Lift every line from the entries that includes the word "ButtonVariant".

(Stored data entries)
BEGIN

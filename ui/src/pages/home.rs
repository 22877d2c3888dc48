// ui/src/pages/home.rs
use leptos::prelude::ClassAttribute;
use leptos::prelude::CollectView;
use leptos::prelude::ElementChild;
use leptos::prelude::Get;
use leptos::prelude::StyleAttribute;
use leptos::{IntoView, component, view};
use leptos_meta::Title;
use leptos_use::use_window_scroll;

use crate::components::ui::button::{Button, ButtonSize, ButtonVariant};
use crate::components::ui::section::Section;
use crate::icons::{Icon, IconId};
use crate::motion::{Entrance, Reveal};

pub struct Service {
    pub icon: IconId,
    pub title: &'static str,
    pub description: &'static str,
}

pub static SERVICES: [Service; 4] = [
    Service {
        icon: IconId::Palette,
        title: "Custom Icons",
        description: "Unique, scalable icons designed to perfectly represent your brand and enhance user experience.",
    },
    Service {
        icon: IconId::Brush,
        title: "Logo Design",
        description: "Professional logo creation that captures your brand essence and makes a lasting impression.",
    },
    Service {
        icon: IconId::Lightbulb,
        title: "Brand Identity",
        description: "Comprehensive branding solutions including color schemes, typography, and visual guidelines.",
    },
    Service {
        icon: IconId::Rocket,
        title: "Brand Strategy",
        description: "Strategic branding services to help your business stand out and connect with your audience.",
    },
];

pub static STATS: [(&str, &str); 4] = [
    ("500+", "Projects Completed"),
    ("50+", "Team Members"),
    ("10+", "Years Experience"),
    ("300+", "Happy Clients"),
];

static SOCIAL: [(IconId, &str); 3] = [
    (IconId::Github, "https://github.com"),
    (IconId::Linkedin, "https://linkedin.com"),
    (IconId::Twitter, "https://twitter.com"),
];

#[component]
pub fn Home() -> impl IntoView {
    let (_, scroll_y) = use_window_scroll();
    // Background drifts up at a fifth of the scroll speed and fades out.
    let parallax = move || {
        let y = scroll_y.get();
        format!(
            "transform: translateY({}px); opacity: {}",
            -y * 0.2,
            (1.0 - y / 1200.0).clamp(0.0, 1.0),
        )
    };

    let services = SERVICES
        .iter()
        .enumerate()
        .map(|(i, service)| view! {
            <Entrance delay_ms={600 + (i as u32) * 100} duration_ms=800>
                <div class="h-full rounded-2xl border border-white/10 bg-white/5 p-10 text-left backdrop-blur transition-all duration-300 hover:-translate-y-2 hover:border-white/20 hover:shadow-2xl">
                    <div class="mb-6 text-5xl text-secondary">
                        <Icon id=service.icon/>
                    </div>
                    <h3 class="mb-5 text-3xl font-semibold text-white">{service.title}</h3>
                    <p class="text-lg leading-relaxed text-neutral-400">{service.description}</p>
                </div>
            </Entrance>
        })
        .collect_view();

    let hero_stats = STATS
        .iter()
        .enumerate()
        .map(|(i, &(value, label))| view! {
            <Entrance delay_ms={1000 + (i as u32) * 100} duration_ms=800>
                <div class="rounded-2xl border border-white/10 bg-white/5 p-12 text-center backdrop-blur transition-all duration-300 hover:-translate-y-2 hover:shadow-2xl">
                    <div class="mb-4 bg-gradient-to-r from-primary to-secondary bg-clip-text text-6xl font-bold leading-none text-transparent">
                        {value}
                    </div>
                    <div class="text-lg font-medium text-white/80">{label}</div>
                </div>
            </Entrance>
        })
        .collect_view();

    let section_stats = STATS
        .iter()
        .enumerate()
        .map(|(i, &(value, label))| view! {
            <Reveal delay_ms={(i as u32) * 100}>
                <div class="p-8 text-center">
                    <div class="mb-4 bg-gradient-to-r from-primary to-secondary bg-clip-text text-6xl font-bold leading-none text-transparent">
                        {value}
                    </div>
                    <div class="text-lg font-medium text-white/80">{label}</div>
                </div>
            </Reveal>
        })
        .collect_view();

    let socials = SOCIAL
        .iter()
        .map(|&(id, href)| view! {
            <a
                href=href
                target="_blank"
                rel="noopener noreferrer"
                class="text-3xl text-white transition-all duration-300 hover:-translate-y-1 hover:text-secondary"
            >
                <Icon id/>
            </a>
        })
        .collect_view();

    view! {
        <Title text="Makers — Icon & Branding Studio"/>

        <section class="relative flex min-h-screen items-center justify-center overflow-hidden bg-gradient-to-br from-neutral-900 to-neutral-800 p-8 text-white">
            <div class="absolute inset-0 z-0 overflow-hidden" style=parallax>
                <div class="animate-float absolute left-[10%] top-[10%] h-[300px] w-[300px] rounded-full bg-gradient-to-r from-secondary/10 to-primary/10 blur-3xl"></div>
                <div class="animate-float-reverse absolute right-[10%] top-[60%] h-[400px] w-[400px] rounded-full bg-gradient-to-r from-primary/10 to-accent/10 blur-3xl"></div>
            </div>

            <div class="relative z-[1] mx-auto max-w-[1400px] text-center">
                <Entrance duration_ms=800>
                    <h1 class="mb-6 bg-gradient-to-r from-secondary to-primary bg-clip-text text-7xl font-extrabold text-transparent">
                        "Makers"
                    </h1>
                </Entrance>
                <Entrance duration_ms=800 delay_ms=200>
                    <h2 class="mb-10 text-4xl font-normal text-neutral-400">
                        "Icon & Branding Studio"
                    </h2>
                </Entrance>
                <Entrance duration_ms=800 delay_ms=400>
                    <p class="mx-auto mb-12 max-w-[800px] text-xl leading-loose text-neutral-200">
                        "We craft unique icons and build powerful brands that tell your story \
                         and connect with your audience. Our creative studio specializes in \
                         creating memorable visual identities that stand out in the digital world."
                    </p>
                </Entrance>

                <Entrance duration_ms=800 delay_ms=600>
                    <div class="mt-12 flex justify-center gap-8">
                        {socials}
                    </div>
                </Entrance>

                <div class="mt-16 grid grid-cols-1 gap-10 sm:grid-cols-2 lg:grid-cols-4">
                    {services}
                </div>

                <div class="mt-20 grid grid-cols-1 gap-12 sm:grid-cols-2 lg:grid-cols-4">
                    {hero_stats}
                </div>
            </div>
        </section>

        <Section
            id="about"
            title="Why Choose Us"
            subtitle="We deliver exceptional results through our expertise and dedication"
            centered=true
            dark=true
        >
            <div class="grid grid-cols-1 gap-12 sm:grid-cols-2 lg:grid-cols-4">
                {section_stats}
            </div>
        </Section>

        <section class="relative overflow-hidden bg-gradient-to-r from-[#000428] to-[#004e92] px-8 py-24 text-center text-white">
            <div class="pointer-events-none absolute left-1/2 top-1/2 h-[500px] w-[500px] -translate-x-1/2 -translate-y-1/2 rounded-full bg-primary/40 opacity-70 blur-[100px]"></div>
            <div class="relative z-[2] mx-auto max-w-[800px] rounded-2xl border border-white/5 bg-black/20 p-12 shadow-2xl backdrop-blur">
                <Reveal>
                    <h2 class="mb-6 bg-gradient-to-r from-white to-neutral-300 bg-clip-text text-5xl font-bold text-transparent">
                        "Ready to Start Your Project?"
                    </h2>
                </Reveal>
                <Reveal delay_ms=100>
                    <p class="mb-10 text-xl leading-relaxed text-white/90">
                        "Let's work together to create something amazing. Contact us today to \
                         discuss your ideas and transform your vision into reality!"
                    </p>
                </Reveal>
                <Reveal delay_ms=200 class="flex justify-center">
                    <a href="/contact">
                        <Button
                            variant=ButtonVariant::Gradient
                            size=ButtonSize::Large
                            icon=IconId::ArrowRight
                        >
                            "Contact Us"
                        </Button>
                    </a>
                </Reveal>
            </div>
        </section>
    }
}

#[cfg(test)]
mod tests {
    use super::{SERVICES, STATS};

    #[test]
    fn stats_carry_the_published_figures() {
        assert_eq!(
            STATS,
            [
                ("500+", "Projects Completed"),
                ("50+", "Team Members"),
                ("10+", "Years Experience"),
                ("300+", "Happy Clients"),
            ]
        );
    }

    #[test]
    fn four_services_each_fully_described() {
        assert_eq!(SERVICES.len(), 4);
        for service in &SERVICES {
            assert!(!service.title.is_empty());
            assert!(!service.description.is_empty());
        }
    }
}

END

» **Response area**:
use crate::components::ui::button::{Button, ButtonSize, ButtonVariant};
                            variant=ButtonVariant::Gradient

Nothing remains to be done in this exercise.